Three minutes later, a child process of the application starts up. The child process requests the right
com.myOrganization.myProduct.transcripts.create. The Security Server finds the credential, sees that it allows sharing, and uses the right. Two and a half minutes later, the same child process requests the right
com.myOrganization.myProduct.transcripts.create again, but the right has expired. The Security Server begins the process of creating a new credential by consulting the policy database and requesting user authentication or consent.
The Credentials Cache and the Authentication Dialog
You might notice that when you call the
AuthorizationCreate function or the
AuthorizationCopyRights function to obtain rights for a user, sometimes an authentication dialog appears, sometimes a consent dialog appears, and at other times no dialog appears. The reason for this behavior is related to the settings in the policy database and the way in which the Security Server caches user credentials.

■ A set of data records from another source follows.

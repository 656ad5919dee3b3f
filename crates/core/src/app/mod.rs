pub mod pipeline;
pub mod stats;

// Re-exports
pub use pipeline::*;
pub use stats::*;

A credential is something that the Security Server knows about a particular user, such as the fact that a particular user has entered a valid user name and password.
For each login session, the Security Server maintains a global credentials cache and a credentials cache per authorization instance (that is, for each time a new authorization reference is created). The rule for each right in the policy database indicates the group to which the authenticated user must belong and how long the credential is considered valid. The rule might also indicate that the credential is to be shared.
When Authorization Services needs a credential in order to grant a right to a user, the Security Server attempts to obtain the credential from a credentials cache. It first looks in the credentials cache associated with the authorization instance. If the credential isn’t there and credentials are shared, it then looks in the global credentials cache. Only if the Security Server can’t find the credential in a cache does it try to acquire the credential, typically by displaying an authentication or consent dialog. (In some cases, the Security Server might be able to acquire the credential from another source, such as a smart card.)
If the Security Server successfully obtains a new credential, it stores it in the credentials cache associated with the authorization instance and—if the rule specifies that the credential should be shared—in the global credentials cache.
If the rule for the right has a timeout attribute, its value indicates how long (in seconds) a cached credential is applicable for this right. A value of
0 means that the credential can only be used once (that is, it times out immediately). If the timeout attribute is missing, the credential can be used to grant the right as long as the login session lasts, unless the credential is explicitly destroyed.
When a user who is a member of the admin group logs on to the system, for example, the user’s credential (that is, the fact that they have entered a valid admin user name and password) is saved in the global credentials cache. Then when this user attempts to modify a system preference, Security Server finds the credential in the cache and does not display an authentication dialog.
On the other hand, if a user logs on with a non-admin user name and password and tries to modify one of the system preferences, Security Server cannot obtain the needed credential from a credentials cache. Therefore, it displays the authentication dialog.
The same principle applies for any application that requires a credential: if the user has been authenticated for one application and the credential has been shared, another application can use that credential.
Consequently, whether a call to
AuthorizationCopyRights results in a dialog depends on whether the Security Server has already cached the required credential.
The only way to guarantee that a credential acquired when you request a right is not shared with other authorization instances is to destroy the credential. To do so, call the
AuthorizationFree function with the flag
There are three main scenarios that involve Authorization Services: simple self-restricted applications, factored applications, and installers.
Simple, Self-Restricted Applications
A self-restricted application requires that certain features be accessible only by a specific group of users. In a simple self-restricted application, this separation of features is done within the main application. You use Authorization Services in this situation because this kind of fine-grain restriction cannot be controlled by BSD permissions.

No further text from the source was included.